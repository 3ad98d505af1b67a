/// The contact table. Every statement is idempotent, so it runs on each open.
pub const CONTACTS_TABLE: &str = r#"
CREATE TABLE IF NOT EXISTS contacts (
    id INTEGER PRIMARY KEY AUTOINCREMENT,
    first_name TEXT NOT NULL,
    last_name TEXT,
    company TEXT,
    primary_phone TEXT,
    secondary_phone TEXT,
    email TEXT,
    address TEXT,
    notes TEXT,
    photo_path TEXT,
    created_at TEXT NOT NULL,
    updated_at TEXT NOT NULL
);
"#;
use anyhow::Result;

use crate::db::Database;
use crate::models::Contact;
use crate::service::{ContactService, SortField};

/// Execute the list command
pub fn run_list(
    db: &Database,
    page: usize,
    limit: usize,
    sort: Option<String>,
    order: &str,
    all: bool,
) -> Result<()> {
    let field = sort.as_deref().map(SortField::parse).unwrap_or_default();
    let ascending = !order.trim().eq_ignore_ascii_case("desc");
    let service = ContactService::new(db);

    if all {
        let contacts = service.sorted_list(field, ascending)?;
        if contacts.is_empty() {
            println!("No contacts.");
            return Ok(());
        }
        println!("Contacts ({} total)\n", contacts.len());
        print_table(&contacts);
        return Ok(());
    }

    let page = service.paginate(page, limit, field, ascending)?;
    if page.total_count == 0 {
        println!("No contacts.");
        return Ok(());
    }

    println!("Contacts ({} total)\n", page.total_count);
    print_table(&page.contacts);
    println!(
        "\nPage {} of {} (sorted by {}, {})",
        page.page_number,
        page.total_pages,
        field.as_str(),
        if ascending { "asc" } else { "desc" }
    );
    Ok(())
}

/// Print a header and one row per contact, sized to the terminal.
pub fn print_table(contacts: &[Contact]) {
    let layout = ColumnLayout::for_width(get_term_width());
    print_table_header(&layout);
    for contact in contacts {
        println!("{}", format_row(contact, &layout));
    }
}

fn get_term_width() -> usize {
    crossterm::terminal::size()
        .map(|(w, _)| w as usize)
        .unwrap_or(80)
}

/// Column layout based on terminal width
struct ColumnLayout {
    name_width: usize,
    contact_width: usize,
    show_company: bool,
}

const ID_WIDTH: usize = 6;

impl ColumnLayout {
    fn for_width(width: usize) -> Self {
        if width >= 90 {
            // Full display: ID | Name | Phone/Email | Company
            ColumnLayout {
                name_width: 28,
                contact_width: 28,
                show_company: true,
            }
        } else {
            // Compact display: ID | Name | Phone/Email
            ColumnLayout {
                name_width: 22,
                contact_width: width.saturating_sub(ID_WIDTH + 26).max(10),
                show_company: false,
            }
        }
    }
}

fn print_table_header(layout: &ColumnLayout) {
    let head = format!(
        "{:<id_w$}  {:<name_w$}  {:<contact_w$}",
        "ID",
        "NAME",
        "PHONE/EMAIL",
        id_w = ID_WIDTH,
        name_w = layout.name_width,
        contact_w = layout.contact_width
    );
    if layout.show_company {
        println!("{}  COMPANY", head);
    } else {
        println!("{}", head.trim_end());
    }
}

fn format_row(contact: &Contact, layout: &ColumnLayout) -> String {
    let name = truncate(&contact.full_name(), layout.name_width);

    let contact_info = match (contact.phones().next(), contact.email.as_deref()) {
        (Some(phone), _) => truncate(phone, layout.contact_width),
        (None, Some(email)) => truncate(email, layout.contact_width),
        (None, None) => String::new(),
    };

    let line = format!(
        "{:<id_w$}  {:<name_w$}  {:<contact_w$}",
        contact.id,
        name,
        contact_info,
        id_w = ID_WIDTH,
        name_w = layout.name_width,
        contact_w = layout.contact_width
    );

    match (layout.show_company, contact.company.as_deref()) {
        (true, Some(company)) => format!("{}  {}", line, truncate(company, 24)),
        _ => line.trim_end().to_string(),
    }
}

fn truncate(s: &str, max_len: usize) -> String {
    if s.chars().count() <= max_len {
        s.to_string()
    } else {
        let truncated: String = s.chars().take(max_len.saturating_sub(3)).collect();
        format!("{}...", truncated)
    }
}
use anyhow::{anyhow, Result};
use rusqlite::Connection;
use std::path::{Path, PathBuf};
use tracing::debug;

mod contacts;
mod schema;

/// Persistence boundary for contacts. No validation happens here; every
/// mutating call commits before returning.
pub struct Database {
    conn: Connection,
}

impl Database {
    /// Open (or create) the store at `path`, creating missing parent
    /// directories and the contact table.
    pub fn open_at(path: impl AsRef<Path>) -> Result<Self> {
        let path = path.as_ref();
        if let Some(parent) = path.parent().filter(|p| !p.as_os_str().is_empty()) {
            std::fs::create_dir_all(parent)?;
        }

        debug!(path = %path.display(), "opening contact database");
        Self::with_connection(Connection::open(path)?)
    }

    /// Open in-memory database for testing
    pub fn open_memory() -> Result<Self> {
        Self::with_connection(Connection::open_in_memory()?)
    }

    /// `<config dir>/contactbook/contacts.db`
    pub fn default_path() -> Result<PathBuf> {
        let config_dir = dirs::config_dir().ok_or_else(|| anyhow!("Could not find config directory"))?;
        Ok(config_dir.join("contactbook").join("contacts.db"))
    }

    fn with_connection(conn: Connection) -> Result<Self> {
        conn.execute_batch(schema::CONTACTS_TABLE)?;
        Ok(Self { conn })
    }
}

#[cfg(test)]
mod tests {
    use super::*;
    use crate::models::Contact;

    fn table_names(db: &Database) -> Vec<String> {
        db.conn
            .prepare("SELECT name FROM sqlite_master WHERE type='table' AND name NOT LIKE 'sqlite_%' ORDER BY name")
            .unwrap()
            .query_map([], |row| row.get(0))
            .unwrap()
            .filter_map(|r| r.ok())
            .collect()
    }

    #[test]
    fn test_open_memory_creates_contacts_table() {
        let db = Database::open_memory().unwrap();
        assert_eq!(table_names(&db), vec!["contacts".to_string()]);
        assert_eq!(db.count_contacts().unwrap(), 0);
    }

    #[test]
    fn test_open_at_creates_file_and_reopens() {
        let dir = tempfile::tempdir().unwrap();
        let path = dir.path().join("nested").join("contacts.db");

        {
            let db = Database::open_at(&path).unwrap();
            db.insert_contact(&Contact::new("Alice")).unwrap();
        }
        assert!(path.exists());

        // Reopening keeps existing rows
        let db = Database::open_at(&path).unwrap();
        assert_eq!(db.count_contacts().unwrap(), 1);
        assert_eq!(table_names(&db), vec!["contacts".to_string()]);
    }

    #[test]
    fn test_default_path_ends_with_app_dir() {
        if let Ok(path) = Database::default_path() {
            assert!(path.ends_with("contactbook/contacts.db"));
        }
    }
}
use chrono::{DateTime, Utc};
use serde::{Deserialize, Serialize};

/// A single address-book entry.
///
/// `id` is assigned by storage; a value `<= 0` means the record has not been
/// persisted yet.
#[derive(Debug, Clone, PartialEq, Eq, Serialize, Deserialize)]
pub struct Contact {
    pub id: i64,
    pub first_name: String,
    pub last_name: Option<String>,
    pub company: Option<String>,
    pub primary_phone: Option<String>,
    pub secondary_phone: Option<String>,
    pub email: Option<String>,
    pub address: Option<String>,
    pub notes: Option<String>,
    /// Filesystem path to a photo. Stored as opaque text.
    pub photo_path: Option<String>,
    pub created_at: DateTime<Utc>,
    pub updated_at: DateTime<Utc>,
}

impl Contact {
    pub fn new(first_name: impl Into<String>) -> Self {
        let now = Utc::now();
        Self {
            id: 0,
            first_name: first_name.into(),
            last_name: None,
            company: None,
            primary_phone: None,
            secondary_phone: None,
            email: None,
            address: None,
            notes: None,
            photo_path: None,
            created_at: now,
            updated_at: now,
        }
    }

    /// "First Last", or just the first name when there is no last name.
    pub fn full_name(&self) -> String {
        match self.last_name.as_deref() {
            Some(last) => format!("{} {}", self.first_name, last).trim().to_string(),
            None => self.first_name.trim().to_string(),
        }
    }

    /// Non-empty phone numbers, primary first.
    pub fn phones(&self) -> impl Iterator<Item = &str> {
        [self.primary_phone.as_deref(), self.secondary_phone.as_deref()]
            .into_iter()
            .flatten()
            .filter(|p| !p.is_empty())
    }

    /// Convert empty or whitespace-only optional fields to `None`.
    pub fn normalize_empty(&mut self) {
        for field in [
            &mut self.last_name,
            &mut self.company,
            &mut self.primary_phone,
            &mut self.secondary_phone,
            &mut self.email,
            &mut self.address,
            &mut self.notes,
            &mut self.photo_path,
        ] {
            if field.as_deref().is_some_and(|s| s.trim().is_empty()) {
                *field = None;
            }
        }
    }
}

impl Default for Contact {
    fn default() -> Self {
        Self::new(String::new())
    }
}

#[cfg(test)]
mod tests {
    use super::*;

    #[test]
    fn test_full_name() {
        let mut c = Contact::new("John");
        assert_eq!(c.full_name(), "John");
        c.last_name = Some("Smith".to_string());
        assert_eq!(c.full_name(), "John Smith");
    }

    #[test]
    fn test_phones_skips_empty() {
        let mut c = Contact::new("John");
        c.primary_phone = Some(String::new());
        c.secondary_phone = Some("+1234567890".to_string());
        assert_eq!(c.phones().collect::<Vec<_>>(), vec!["+1234567890"]);
    }

    #[test]
    fn test_normalize_empty() {
        let mut c = Contact::new("John");
        c.company = Some("   ".to_string());
        c.notes = Some("keep".to_string());
        c.normalize_empty();
        assert!(c.company.is_none());
        assert_eq!(c.notes.as_deref(), Some("keep"));
    }

    #[test]
    fn test_new_is_unsaved() {
        let c = Contact::new("John");
        assert_eq!(c.id, 0);
        assert_eq!(c.created_at, c.updated_at);
    }
}
use anyhow::Result;

use crate::cli::display::print_full_contact;
use crate::db::Database;
use crate::service::ContactService;

/// Execute the show command
pub fn run_show(db: &Database, id: i64, json: bool) -> Result<()> {
    let contact = match ContactService::new(db).get_by_id(id)? {
        Some(c) => c,
        None => {
            println!("No contact found with ID: {}", id);
            return Ok(());
        }
    };

    if json {
        println!("{}", serde_json::to_string_pretty(&contact)?);
    } else {
        print_full_contact(&contact);
    }
    Ok(())
}

#[cfg(test)]
mod tests {
    use super::*;
    use crate::models::Contact;

    #[test]
    fn test_show_existing_and_missing() {
        let db = Database::open_memory().unwrap();
        let stored = ContactService::new(&db).add(Contact::new("John")).unwrap();

        run_show(&db, stored.id, false).unwrap();
        run_show(&db, stored.id, true).unwrap();
        run_show(&db, stored.id + 1, false).unwrap();
    }

    #[test]
    fn test_show_rejects_invalid_id() {
        let db = Database::open_memory().unwrap();
        let err = run_show(&db, 0, false).unwrap_err();
        assert_eq!(err.to_string(), "Invalid contact ID");
    }

    #[test]
    fn test_json_uses_field_names() {
        let mut c = Contact::new("John");
        c.email = Some("john@example.com".to_string());
        let value: serde_json::Value = serde_json::to_value(&c).unwrap();
        assert_eq!(value["first_name"], "John");
        assert_eq!(value["email"], "john@example.com");
        assert!(value["company"].is_null());
    }
}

=======

Assigned task: Restate word for word only the lines above from the line containing "Self::with_connection(Connection::open_in_memory()?)" to the line containing "fn with_connection(conn: Connection)", both of them included.

Task answer:
        Self::with_connection(Connection::open_in_memory()?)
    }

    /// `<config dir>/contactbook/contacts.db`
    pub fn default_path() -> Result<PathBuf> {
        let config_dir = dirs::config_dir().ok_or_else(|| anyhow!("Could not find config directory"))?;
        Ok(config_dir.join("contactbook").join("contacts.db"))
    }

    fn with_connection(conn: Connection) -> Result<Self> {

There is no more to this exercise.